- [GIVEN ENTRIES]:
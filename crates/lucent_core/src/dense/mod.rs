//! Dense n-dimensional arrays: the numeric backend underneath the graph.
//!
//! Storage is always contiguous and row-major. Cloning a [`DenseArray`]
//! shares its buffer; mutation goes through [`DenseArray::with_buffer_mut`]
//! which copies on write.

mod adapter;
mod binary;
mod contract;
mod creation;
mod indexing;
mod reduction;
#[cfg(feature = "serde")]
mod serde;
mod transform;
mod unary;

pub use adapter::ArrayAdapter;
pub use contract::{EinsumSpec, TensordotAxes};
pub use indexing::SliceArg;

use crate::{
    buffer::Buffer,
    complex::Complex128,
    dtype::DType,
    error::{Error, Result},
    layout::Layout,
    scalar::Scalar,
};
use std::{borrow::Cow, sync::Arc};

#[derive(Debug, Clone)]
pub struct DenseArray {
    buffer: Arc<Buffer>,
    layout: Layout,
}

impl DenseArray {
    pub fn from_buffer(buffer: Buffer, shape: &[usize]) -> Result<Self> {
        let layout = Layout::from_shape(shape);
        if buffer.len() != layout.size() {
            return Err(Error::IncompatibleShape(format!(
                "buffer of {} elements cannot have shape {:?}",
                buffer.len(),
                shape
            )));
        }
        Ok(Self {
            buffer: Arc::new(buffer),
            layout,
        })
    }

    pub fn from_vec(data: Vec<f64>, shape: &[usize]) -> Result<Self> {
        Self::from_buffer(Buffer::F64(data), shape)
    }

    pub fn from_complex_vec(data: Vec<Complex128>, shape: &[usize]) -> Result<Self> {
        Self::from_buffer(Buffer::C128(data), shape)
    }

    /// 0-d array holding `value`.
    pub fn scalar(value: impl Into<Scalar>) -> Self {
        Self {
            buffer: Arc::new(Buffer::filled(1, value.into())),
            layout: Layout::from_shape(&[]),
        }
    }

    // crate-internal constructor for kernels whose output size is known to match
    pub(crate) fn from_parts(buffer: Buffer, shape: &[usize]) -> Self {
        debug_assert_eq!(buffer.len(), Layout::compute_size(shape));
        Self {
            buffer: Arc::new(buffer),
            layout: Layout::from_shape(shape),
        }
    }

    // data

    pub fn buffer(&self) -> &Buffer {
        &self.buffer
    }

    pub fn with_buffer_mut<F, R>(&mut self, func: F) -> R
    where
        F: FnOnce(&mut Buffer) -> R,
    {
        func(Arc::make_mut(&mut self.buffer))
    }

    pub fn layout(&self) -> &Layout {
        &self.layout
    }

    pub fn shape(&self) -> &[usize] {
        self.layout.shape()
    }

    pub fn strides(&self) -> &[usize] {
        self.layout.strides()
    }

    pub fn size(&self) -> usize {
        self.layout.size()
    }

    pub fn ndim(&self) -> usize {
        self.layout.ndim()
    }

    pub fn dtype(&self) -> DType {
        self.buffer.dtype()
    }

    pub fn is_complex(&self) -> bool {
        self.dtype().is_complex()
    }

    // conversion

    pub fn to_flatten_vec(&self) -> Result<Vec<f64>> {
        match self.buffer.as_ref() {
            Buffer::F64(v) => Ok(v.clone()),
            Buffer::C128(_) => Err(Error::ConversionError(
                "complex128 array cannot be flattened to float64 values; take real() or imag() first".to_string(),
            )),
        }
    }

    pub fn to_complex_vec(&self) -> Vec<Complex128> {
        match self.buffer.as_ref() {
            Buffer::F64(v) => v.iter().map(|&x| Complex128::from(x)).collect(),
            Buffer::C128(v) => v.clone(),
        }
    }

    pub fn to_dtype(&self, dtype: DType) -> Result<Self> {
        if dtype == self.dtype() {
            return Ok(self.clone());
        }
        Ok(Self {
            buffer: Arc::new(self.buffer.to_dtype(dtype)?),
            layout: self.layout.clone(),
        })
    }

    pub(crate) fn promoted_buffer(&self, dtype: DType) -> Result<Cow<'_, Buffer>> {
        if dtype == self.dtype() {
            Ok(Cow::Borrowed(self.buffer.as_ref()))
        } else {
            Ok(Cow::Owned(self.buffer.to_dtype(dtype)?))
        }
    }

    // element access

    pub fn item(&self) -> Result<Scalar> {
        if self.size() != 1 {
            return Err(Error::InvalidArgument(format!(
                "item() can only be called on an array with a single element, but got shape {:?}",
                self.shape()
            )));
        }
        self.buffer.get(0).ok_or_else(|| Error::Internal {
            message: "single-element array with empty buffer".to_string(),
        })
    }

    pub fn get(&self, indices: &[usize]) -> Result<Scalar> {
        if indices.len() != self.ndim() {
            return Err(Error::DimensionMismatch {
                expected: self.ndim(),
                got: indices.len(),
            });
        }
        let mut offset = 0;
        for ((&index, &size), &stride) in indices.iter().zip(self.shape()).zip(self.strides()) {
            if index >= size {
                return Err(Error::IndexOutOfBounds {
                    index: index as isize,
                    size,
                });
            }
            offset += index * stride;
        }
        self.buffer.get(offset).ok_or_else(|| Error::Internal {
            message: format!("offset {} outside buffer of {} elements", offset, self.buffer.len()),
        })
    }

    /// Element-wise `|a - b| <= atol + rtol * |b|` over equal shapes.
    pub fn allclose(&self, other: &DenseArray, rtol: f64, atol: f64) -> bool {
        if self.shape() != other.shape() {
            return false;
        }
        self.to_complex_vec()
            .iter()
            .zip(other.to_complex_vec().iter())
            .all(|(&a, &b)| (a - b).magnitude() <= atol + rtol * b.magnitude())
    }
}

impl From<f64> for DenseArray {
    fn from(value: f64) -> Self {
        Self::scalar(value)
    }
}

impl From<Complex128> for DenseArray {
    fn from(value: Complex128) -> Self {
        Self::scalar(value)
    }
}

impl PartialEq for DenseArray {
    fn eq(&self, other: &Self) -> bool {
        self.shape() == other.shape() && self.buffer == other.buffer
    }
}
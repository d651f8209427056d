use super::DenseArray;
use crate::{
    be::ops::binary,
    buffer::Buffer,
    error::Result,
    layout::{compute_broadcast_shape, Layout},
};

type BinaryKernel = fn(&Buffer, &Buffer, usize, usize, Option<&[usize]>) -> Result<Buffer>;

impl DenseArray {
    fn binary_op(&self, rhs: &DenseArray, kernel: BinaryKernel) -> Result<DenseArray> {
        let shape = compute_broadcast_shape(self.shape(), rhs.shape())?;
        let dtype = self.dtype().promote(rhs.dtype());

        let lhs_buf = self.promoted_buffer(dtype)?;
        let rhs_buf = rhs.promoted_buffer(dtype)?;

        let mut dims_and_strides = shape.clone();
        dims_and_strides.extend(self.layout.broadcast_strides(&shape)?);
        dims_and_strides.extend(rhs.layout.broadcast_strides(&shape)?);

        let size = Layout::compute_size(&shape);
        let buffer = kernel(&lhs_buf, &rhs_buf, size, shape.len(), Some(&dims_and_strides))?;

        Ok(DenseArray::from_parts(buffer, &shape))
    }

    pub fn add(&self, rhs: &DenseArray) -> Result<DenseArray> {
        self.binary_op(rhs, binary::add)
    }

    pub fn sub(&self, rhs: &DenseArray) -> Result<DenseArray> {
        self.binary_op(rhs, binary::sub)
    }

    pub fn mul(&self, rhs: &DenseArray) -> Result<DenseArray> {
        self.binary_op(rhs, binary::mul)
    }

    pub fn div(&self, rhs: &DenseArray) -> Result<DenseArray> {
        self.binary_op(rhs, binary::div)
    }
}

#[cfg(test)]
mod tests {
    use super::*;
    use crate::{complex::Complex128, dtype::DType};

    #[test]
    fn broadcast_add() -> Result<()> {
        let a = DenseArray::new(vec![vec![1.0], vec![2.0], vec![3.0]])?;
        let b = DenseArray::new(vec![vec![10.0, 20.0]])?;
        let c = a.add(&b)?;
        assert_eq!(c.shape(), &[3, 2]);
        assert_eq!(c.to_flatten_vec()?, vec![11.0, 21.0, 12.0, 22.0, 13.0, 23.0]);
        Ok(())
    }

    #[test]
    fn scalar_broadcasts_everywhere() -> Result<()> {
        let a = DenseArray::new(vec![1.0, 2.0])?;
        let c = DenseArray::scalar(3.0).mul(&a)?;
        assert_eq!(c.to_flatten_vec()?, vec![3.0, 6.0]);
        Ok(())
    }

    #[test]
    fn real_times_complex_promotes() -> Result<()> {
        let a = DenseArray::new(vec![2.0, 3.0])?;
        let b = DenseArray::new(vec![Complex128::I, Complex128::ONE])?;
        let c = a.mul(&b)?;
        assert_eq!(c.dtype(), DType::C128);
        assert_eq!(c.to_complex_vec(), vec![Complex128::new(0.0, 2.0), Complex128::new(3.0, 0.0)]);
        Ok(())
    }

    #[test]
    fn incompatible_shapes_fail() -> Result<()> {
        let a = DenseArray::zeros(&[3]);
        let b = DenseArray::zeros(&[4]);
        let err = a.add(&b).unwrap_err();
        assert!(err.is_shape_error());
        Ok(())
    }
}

...

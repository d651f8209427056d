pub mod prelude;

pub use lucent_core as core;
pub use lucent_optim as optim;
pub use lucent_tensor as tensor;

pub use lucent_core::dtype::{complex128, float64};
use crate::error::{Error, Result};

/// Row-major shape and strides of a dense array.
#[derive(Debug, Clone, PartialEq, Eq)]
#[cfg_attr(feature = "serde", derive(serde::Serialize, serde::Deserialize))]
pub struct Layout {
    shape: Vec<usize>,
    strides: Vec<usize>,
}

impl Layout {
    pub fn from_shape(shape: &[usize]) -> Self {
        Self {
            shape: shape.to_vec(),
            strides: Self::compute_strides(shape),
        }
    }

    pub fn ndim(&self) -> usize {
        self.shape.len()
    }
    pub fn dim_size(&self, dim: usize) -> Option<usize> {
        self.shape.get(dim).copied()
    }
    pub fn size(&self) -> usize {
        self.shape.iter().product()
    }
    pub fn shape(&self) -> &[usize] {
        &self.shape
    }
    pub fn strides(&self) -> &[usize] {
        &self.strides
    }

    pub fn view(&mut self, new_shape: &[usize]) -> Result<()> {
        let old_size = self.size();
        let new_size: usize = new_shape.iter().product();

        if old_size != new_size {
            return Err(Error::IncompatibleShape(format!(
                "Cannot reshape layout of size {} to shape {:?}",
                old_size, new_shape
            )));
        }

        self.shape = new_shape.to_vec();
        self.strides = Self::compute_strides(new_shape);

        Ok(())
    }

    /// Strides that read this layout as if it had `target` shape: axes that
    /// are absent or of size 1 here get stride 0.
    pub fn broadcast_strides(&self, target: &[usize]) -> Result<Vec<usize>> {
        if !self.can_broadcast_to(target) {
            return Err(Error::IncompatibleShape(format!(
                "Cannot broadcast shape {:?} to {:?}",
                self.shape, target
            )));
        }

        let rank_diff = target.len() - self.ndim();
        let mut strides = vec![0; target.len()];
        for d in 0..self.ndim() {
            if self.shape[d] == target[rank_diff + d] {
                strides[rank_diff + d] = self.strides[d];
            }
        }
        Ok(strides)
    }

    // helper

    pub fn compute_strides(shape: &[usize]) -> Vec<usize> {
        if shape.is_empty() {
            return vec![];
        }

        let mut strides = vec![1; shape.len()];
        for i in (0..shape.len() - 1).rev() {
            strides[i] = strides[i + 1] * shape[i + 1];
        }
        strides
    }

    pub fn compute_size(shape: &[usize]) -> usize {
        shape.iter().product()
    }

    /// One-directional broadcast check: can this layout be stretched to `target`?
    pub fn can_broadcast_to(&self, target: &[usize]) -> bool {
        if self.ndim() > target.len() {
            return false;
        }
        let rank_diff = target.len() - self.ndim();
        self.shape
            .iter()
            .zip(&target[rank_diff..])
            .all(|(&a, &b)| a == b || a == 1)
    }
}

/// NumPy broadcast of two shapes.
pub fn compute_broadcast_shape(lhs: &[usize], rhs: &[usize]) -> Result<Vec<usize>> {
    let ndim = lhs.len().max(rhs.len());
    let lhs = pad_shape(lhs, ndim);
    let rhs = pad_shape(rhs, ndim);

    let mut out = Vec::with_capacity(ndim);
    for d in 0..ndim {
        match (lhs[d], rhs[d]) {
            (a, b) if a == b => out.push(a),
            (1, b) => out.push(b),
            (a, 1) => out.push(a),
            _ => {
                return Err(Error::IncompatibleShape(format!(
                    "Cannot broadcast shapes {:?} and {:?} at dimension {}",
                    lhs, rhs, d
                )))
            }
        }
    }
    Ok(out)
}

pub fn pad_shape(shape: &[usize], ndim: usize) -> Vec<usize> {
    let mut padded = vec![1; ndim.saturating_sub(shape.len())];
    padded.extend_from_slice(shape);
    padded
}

* * *

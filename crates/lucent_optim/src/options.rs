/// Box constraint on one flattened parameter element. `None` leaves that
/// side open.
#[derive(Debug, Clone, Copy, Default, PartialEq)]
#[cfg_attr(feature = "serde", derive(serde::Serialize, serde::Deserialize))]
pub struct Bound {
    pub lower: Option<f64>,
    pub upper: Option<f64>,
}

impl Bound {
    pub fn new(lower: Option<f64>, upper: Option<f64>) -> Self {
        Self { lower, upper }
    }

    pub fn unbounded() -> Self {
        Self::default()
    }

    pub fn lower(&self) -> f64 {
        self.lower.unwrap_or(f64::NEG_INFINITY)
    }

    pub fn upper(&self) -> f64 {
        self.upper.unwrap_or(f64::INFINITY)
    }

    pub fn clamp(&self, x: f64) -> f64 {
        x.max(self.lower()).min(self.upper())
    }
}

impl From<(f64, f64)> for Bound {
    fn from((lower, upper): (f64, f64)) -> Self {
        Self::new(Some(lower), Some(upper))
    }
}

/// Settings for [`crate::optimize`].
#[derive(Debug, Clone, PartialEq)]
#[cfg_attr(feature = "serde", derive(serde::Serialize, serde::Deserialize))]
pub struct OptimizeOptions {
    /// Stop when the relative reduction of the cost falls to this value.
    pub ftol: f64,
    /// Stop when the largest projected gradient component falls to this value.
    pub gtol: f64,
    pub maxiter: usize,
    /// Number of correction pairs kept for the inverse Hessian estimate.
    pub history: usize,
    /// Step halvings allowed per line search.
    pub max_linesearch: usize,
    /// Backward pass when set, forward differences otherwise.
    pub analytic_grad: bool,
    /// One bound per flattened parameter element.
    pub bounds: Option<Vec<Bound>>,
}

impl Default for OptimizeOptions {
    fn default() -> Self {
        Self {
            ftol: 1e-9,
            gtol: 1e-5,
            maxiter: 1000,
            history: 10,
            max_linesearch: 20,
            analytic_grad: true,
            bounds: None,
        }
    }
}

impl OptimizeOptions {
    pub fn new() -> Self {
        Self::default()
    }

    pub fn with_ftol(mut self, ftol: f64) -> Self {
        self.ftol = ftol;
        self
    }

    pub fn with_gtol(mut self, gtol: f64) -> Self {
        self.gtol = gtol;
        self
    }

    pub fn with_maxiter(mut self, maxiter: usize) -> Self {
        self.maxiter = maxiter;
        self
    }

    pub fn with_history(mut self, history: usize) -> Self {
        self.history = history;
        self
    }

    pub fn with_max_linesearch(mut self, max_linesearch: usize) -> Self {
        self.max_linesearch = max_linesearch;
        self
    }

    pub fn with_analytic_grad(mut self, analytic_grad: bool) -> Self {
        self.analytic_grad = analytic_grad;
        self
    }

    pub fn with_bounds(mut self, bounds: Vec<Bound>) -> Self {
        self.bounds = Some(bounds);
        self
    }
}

- [WORK TO BE COMPLETED]:
Going through the data above, please tally the lines that contain the string "elements" and return only the total.

- [ANSWER SECTION]:
2